Brief
Look through the records below, and copy out every line that holds the string "format".

Stored data entries
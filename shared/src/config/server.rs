//! Server configuration module

use serde::{Deserialize, Serialize};

/// HTTP server configuration
#[derive(Debug, Clone, Deserialize, Serialize)]
pub struct ServerConfig {
    /// Server host address
    pub host: String,

    /// Server port
    pub port: u16,

    /// Worker threads (0 = number of CPU cores)
    #[serde(default)]
    pub workers: usize,

    /// Keep-alive timeout in seconds
    #[serde(default = "default_keep_alive")]
    pub keep_alive: u64,
}

impl Default for ServerConfig {
    fn default() -> Self {
        Self {
            host: String::from("0.0.0.0"),
            port: 8080,
            workers: 0,
            keep_alive: default_keep_alive(),
        }
    }
}

impl ServerConfig {
    /// Create a new server configuration
    pub fn new(host: impl Into<String>, port: u16) -> Self {
        Self {
            host: host.into(),
            port,
            ..Default::default()
        }
    }

    /// Create from `SERVER_HOST` / `SERVER_PORT` environment variables
    pub fn from_env() -> Self {
        let host = std::env::var("SERVER_HOST").unwrap_or_else(|_| "127.0.0.1".to_string());
        let port = std::env::var("SERVER_PORT")
            .unwrap_or_else(|_| "8080".to_string())
            .parse()
            .unwrap_or(8080);

        Self {
            host,
            port,
            ..Default::default()
        }
    }

    /// Get the bind address
    pub fn bind_address(&self) -> String {
        format!("{}:{}", self.host, self.port)
    }
}

fn default_keep_alive() -> u64 {
    75
}

#[cfg(test)]
mod tests {
    use super::*;

    #[test]
    fn test_bind_address() {
        let config = ServerConfig::new("127.0.0.1", 9000);
        assert_eq!(config.bind_address(), "127.0.0.1:9000");
    }
}
//! # RentNest Infrastructure
//!
//! Infrastructure layer providing concrete implementations of the core
//! repository traits against MySQL via SQLx, plus connection pool
//! management.

pub mod database;

use rn_core::errors::DomainError;
use thiserror::Error;

/// Errors originating in the infrastructure layer
#[derive(Error, Debug)]
pub enum InfrastructureError {
    #[error("Database error: {0}")]
    Database(#[from] sqlx::Error),

    #[error("Configuration error: {0}")]
    Config(String),
}

impl From<InfrastructureError> for DomainError {
    fn from(error: InfrastructureError) -> Self {
        DomainError::Database {
            message: error.to_string(),
        }
    }
}

pub use database::{
    DatabasePool, MySqlPropertyRepository, MySqlRentalRequestRepository, MySqlUserRepository,
};
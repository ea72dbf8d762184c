//! # RentNest Core
//!
//! Core business logic and domain layer for the RentNest backend.
//! This crate contains domain entities, the listing query domain, business
//! services, repository interfaces, and error types that form the foundation
//! of the application architecture.

pub mod domain;
pub mod errors;
pub mod repositories;
pub mod services;

// Re-export commonly used types for convenience
pub use domain::entities::{
    AreaUnit, NewProperty, NewRentalRequest, NewUser, Property, PropertyStatus, RentalRequest,
    RequestStatus, User, UserRole,
};
pub use domain::listing::{ListingQuery, PropertyFilter, SortDirection, SortKey};
pub use errors::{DomainError, DomainResult};
pub use repositories::{PropertyRepository, RentalRequestRepository, UserRepository};
pub use services::{
    EstimateInput, FurnishingStatus, ListingService, PriceEstimator, PropertyService,
    RentEstimate, RentalService, UserService, UserStats,
};
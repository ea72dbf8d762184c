//! Handler for PATCH /api/v1/users/{id}/role

use actix_web::{web, HttpResponse};
use uuid::Uuid;

use crate::dto::{UpdateRoleRequest, UserResponse};
use crate::handlers::domain_error_response;
use crate::routes::AppState;

use rn_core::domain::entities::UserRole;
use rn_core::repositories::{PropertyRepository, RentalRequestRepository, UserRepository};
use rn_shared::errors::{error_codes, ErrorResponse};
use rn_shared::types::ApiResponse;

/// Change a user's marketplace role (admin action)
pub async fn update_role<P, U, R>(
    state: web::Data<AppState<P, U, R>>,
    path: web::Path<Uuid>,
    request: web::Json<UpdateRoleRequest>,
) -> HttpResponse
where
    P: PropertyRepository + 'static,
    U: UserRepository + 'static,
    R: RentalRequestRepository + 'static,
{
    let id = path.into_inner();

    let role = match request.role.as_str() {
        "buyer" => UserRole::Buyer,
        "seller" => UserRole::Seller,
        "admin" => UserRole::Admin,
        other => {
            return HttpResponse::BadRequest().json(ErrorResponse::new(
                error_codes::VALIDATION_ERROR,
                format!("Unknown role: {}", other),
            ));
        }
    };

    match state.user_service.change_role(id, role).await {
        Ok(user) => {
            log::info!("User {} role changed to {}", id, user.role.as_str());
            HttpResponse::Ok().json(ApiResponse::success(UserResponse::from(user)))
        }
        Err(error) => domain_error_response(&error),
    }
}
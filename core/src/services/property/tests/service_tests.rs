use std::sync::Arc;
use uuid::Uuid;

use crate::domain::entities::{AreaUnit, NewProperty, PropertyStatus};
use crate::errors::DomainError;
use crate::repositories::MockPropertyRepository;
use crate::services::property::PropertyService;

fn submission(seller_id: Uuid) -> NewProperty {
    NewProperty {
        title: "2 Bed Apartment".to_string(),
        description: "Close to the market".to_string(),
        price: 42_000,
        area: 5.0,
        area_unit: AreaUnit::Marla,
        bedrooms: 2,
        floors: 1,
        kitchens: 1,
        has_lawn: false,
        additional_info: None,
        address: "Gulberg III".to_string(),
        city: "Lahore".to_string(),
        property_type: "Apartment".to_string(),
        images: vec!["img/apartment.jpg".to_string()],
        seller_id,
        seller_name: "Fatima".to_string(),
        seller_phone: "+923214444444".to_string(),
    }
}

fn service() -> PropertyService<MockPropertyRepository> {
    PropertyService::new(Arc::new(MockPropertyRepository::new()))
}

#[tokio::test]
async fn submission_creates_available_listing() {
    let service = service();
    let property = service.list_property(submission(Uuid::new_v4())).await.unwrap();

    assert_eq!(property.status, PropertyStatus::Available);
    let fetched = service.get(property.id).await.unwrap();
    assert_eq!(fetched.id, property.id);
}

#[tokio::test]
async fn empty_title_is_rejected() {
    let service = service();
    let mut input = submission(Uuid::new_v4());
    input.title = "  ".to_string();

    let result = service.list_property(input).await;
    assert!(matches!(result, Err(DomainError::ValidationErr(_))));
}

#[tokio::test]
async fn zero_price_is_rejected() {
    let service = service();
    let mut input = submission(Uuid::new_v4());
    input.price = 0;

    let result = service.list_property(input).await;
    assert!(matches!(result, Err(DomainError::ValidationErr(_))));
}

#[tokio::test]
async fn seller_dashboard_lists_own_properties_newest_first() {
    let service = service();
    let seller = Uuid::new_v4();

    let first = service.list_property(submission(seller)).await.unwrap();
    let second = service.list_property(submission(seller)).await.unwrap();
    service.list_property(submission(Uuid::new_v4())).await.unwrap();

    let listings = service.listings_of_seller(seller).await.unwrap();
    assert_eq!(listings.len(), 2);
    assert!(listings.iter().all(|p| p.seller_id == seller));
    assert!(listings[0].created_at >= listings[1].created_at);
    let ids: Vec<Uuid> = listings.iter().map(|p| p.id).collect();
    assert!(ids.contains(&first.id) && ids.contains(&second.id));
}

#[tokio::test]
async fn status_change_round_trip() {
    let service = service();
    let property = service.list_property(submission(Uuid::new_v4())).await.unwrap();

    let updated = service
        .change_status(property.id, PropertyStatus::Rented)
        .await
        .unwrap();
    assert_eq!(updated.status, PropertyStatus::Rented);

    // Rented listings cannot move straight to Pending
    let result = service.change_status(property.id, PropertyStatus::Pending).await;
    assert!(matches!(result, Err(DomainError::Property(_))));
}

#[tokio::test]
async fn removing_unknown_property_is_not_found() {
    let service = service();
    let result = service.remove(Uuid::new_v4()).await;
    assert!(matches!(result, Err(DomainError::NotFound { .. })));
}
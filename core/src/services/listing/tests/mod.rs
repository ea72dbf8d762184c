//! Tests for the listing query service.

mod service_tests;
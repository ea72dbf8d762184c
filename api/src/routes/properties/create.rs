//! Handler for POST /api/v1/properties

use actix_web::{web, HttpResponse};
use validator::Validate;

use crate::dto::{CreatePropertyRequest, PropertyResponse};
use crate::handlers::{domain_error_response, validation_error_response};
use crate::routes::AppState;

use rn_core::repositories::{PropertyRepository, RentalRequestRepository, UserRepository};
use rn_shared::types::ApiResponse;

/// Submit a new property listing.
///
/// The listing starts out `Available` with today's listed date.
pub async fn create_property<P, U, R>(
    state: web::Data<AppState<P, U, R>>,
    request: web::Json<CreatePropertyRequest>,
) -> HttpResponse
where
    P: PropertyRepository + 'static,
    U: UserRepository + 'static,
    R: RentalRequestRepository + 'static,
{
    if let Err(errors) = request.0.validate() {
        log::warn!("Property submission failed validation: {:?}", errors);
        return validation_error_response(&errors);
    }

    let seller_id = request.seller_id;
    match state
        .property_service
        .list_property(request.into_inner().into())
        .await
    {
        Ok(property) => {
            log::info!("Seller {} listed property {}", seller_id, property.id);
            HttpResponse::Created().json(ApiResponse::success(PropertyResponse::from(property)))
        }
        Err(error) => domain_error_response(&error),
    }
}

Solution to this task
        format!("{}:{}", self.host, self.port)
                format!("Unknown role: {}", other),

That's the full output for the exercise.